Source data
-.-.-

//! Structured logging configuration.

use crate::config::LoggingSettings;
use std::path::PathBuf;
use tracing_subscriber::EnvFilter;

const DEFAULT_FILTER: &str = "assetdb=info,warn";
const VERBOSE_FILTER: &str = "assetdb=debug,info";

/// Output format for log events.
#[derive(Debug, Clone, Copy, PartialEq, Eq, Default)]
pub enum LogFormat {
    /// Human-readable multi-line output.
    #[default]
    Pretty,
    /// One JSON object per event.
    Json,
}

impl LogFormat {
    /// Parses a format name, falling back to pretty.
    #[must_use]
    pub fn parse(s: &str) -> Self {
        match s.to_lowercase().as_str() {
            "json" => Self::Json,
            _ => Self::Pretty,
        }
    }
}

/// Resolved logging configuration.
#[derive(Debug)]
pub struct LoggingConfig {
    /// Event filter.
    pub filter: EnvFilter,
    /// Output format.
    pub format: LogFormat,
    /// Optional log file; stderr otherwise.
    pub file: Option<PathBuf>,
}

impl LoggingConfig {
    /// Builds the logging configuration from file settings.
    ///
    /// `RUST_LOG` takes precedence over the configured filter. `verbose`
    /// raises the default filter to debug for assetdb.
    #[must_use]
    pub fn from_settings(settings: Option<&LoggingSettings>, verbose: bool) -> Self {
        let fallback = if verbose {
            VERBOSE_FILTER
        } else {
            DEFAULT_FILTER
        };
        let directive = settings
            .and_then(|s| s.filter.as_deref())
            .unwrap_or(fallback);
        let filter = EnvFilter::try_from_default_env()
            .or_else(|_| EnvFilter::try_new(directive))
            .unwrap_or_else(|_| EnvFilter::new(fallback));

        Self {
            filter,
            format: settings
                .and_then(|s| s.format.as_deref())
                .map_or_else(LogFormat::default, LogFormat::parse),
            file: settings.and_then(|s| s.file.clone()),
        }
    }
}

#[cfg(test)]
mod tests {
    use super::*;

    #[test]
    fn test_format_parse() {
        assert_eq!(LogFormat::parse("JSON"), LogFormat::Json);
        assert_eq!(LogFormat::parse("pretty"), LogFormat::Pretty);
        assert_eq!(LogFormat::parse("xml"), LogFormat::Pretty);
    }

    #[test]
    fn test_from_settings() {
        let settings = LoggingSettings {
            filter: Some("assetdb=trace".to_string()),
            format: Some("json".to_string()),
            file: Some(PathBuf::from("/tmp/assetdb.log")),
        };
        let config = LoggingConfig::from_settings(Some(&settings), false);
        assert_eq!(config.format, LogFormat::Json);
        assert_eq!(config.file, Some(PathBuf::from("/tmp/assetdb.log")));

        let config = LoggingConfig::from_settings(None, true);
        assert_eq!(config.format, LogFormat::Pretty);
        assert!(config.file.is_none());
    }
}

-.-.-

Problem | Each entry needs to be written out again, exactly as given.

The completed task |
//! Structured logging configuration.

use crate::config::LoggingSettings;
use std::path::PathBuf;
use tracing_subscriber::EnvFilter;

const DEFAULT_FILTER: &str = "assetdb=info,warn";
const VERBOSE_FILTER: &str = "assetdb=debug,info";

/// Output format for log events.
#[derive(Debug, Clone, Copy, PartialEq, Eq, Default)]
pub enum LogFormat {
    /// Human-readable multi-line output.
    #[default]
    Pretty,
    /// One JSON object per event.
    Json,
}

impl LogFormat {
    /// Parses a format name, falling back to pretty.
    #[must_use]
    pub fn parse(s: &str) -> Self {
        match s.to_lowercase().as_str() {
            "json" => Self::Json,
            _ => Self::Pretty,
        }
    }
}

/// Resolved logging configuration.
#[derive(Debug)]
pub struct LoggingConfig {
    /// Event filter.
    pub filter: EnvFilter,
    /// Output format.
    pub format: LogFormat,
    /// Optional log file; stderr otherwise.
    pub file: Option<PathBuf>,
}

impl LoggingConfig {
    /// Builds the logging configuration from file settings.
    ///
    /// `RUST_LOG` takes precedence over the configured filter. `verbose`
    /// raises the default filter to debug for assetdb.
    #[must_use]
    pub fn from_settings(settings: Option<&LoggingSettings>, verbose: bool) -> Self {
        let fallback = if verbose {
            VERBOSE_FILTER
        } else {
            DEFAULT_FILTER
        };
        let directive = settings
            .and_then(|s| s.filter.as_deref())
            .unwrap_or(fallback);
        let filter = EnvFilter::try_from_default_env()
            .or_else(|_| EnvFilter::try_new(directive))
            .unwrap_or_else(|_| EnvFilter::new(fallback));

        Self {
            filter,
            format: settings
                .and_then(|s| s.format.as_deref())
                .map_or_else(LogFormat::default, LogFormat::parse),
            file: settings.and_then(|s| s.file.clone()),
        }
    }
}

#[cfg(test)]
mod tests {
    use super::*;

    #[test]
    fn test_format_parse() {
        assert_eq!(LogFormat::parse("JSON"), LogFormat::Json);
        assert_eq!(LogFormat::parse("pretty"), LogFormat::Pretty);
        assert_eq!(LogFormat::parse("xml"), LogFormat::Pretty);
    }

    #[test]
    fn test_from_settings() {
        let settings = LoggingSettings {
            filter: Some("assetdb=trace".to_string()),
            format: Some("json".to_string()),
            file: Some(PathBuf::from("/tmp/assetdb.log")),
        };
        let config = LoggingConfig::from_settings(Some(&settings), false);
        assert_eq!(config.format, LogFormat::Json);
        assert_eq!(config.file, Some(PathBuf::from("/tmp/assetdb.log")));

        let config = LoggingConfig::from_settings(None, true);
        assert_eq!(config.format, LogFormat::Pretty);
        assert!(config.file.is_none());
    }
}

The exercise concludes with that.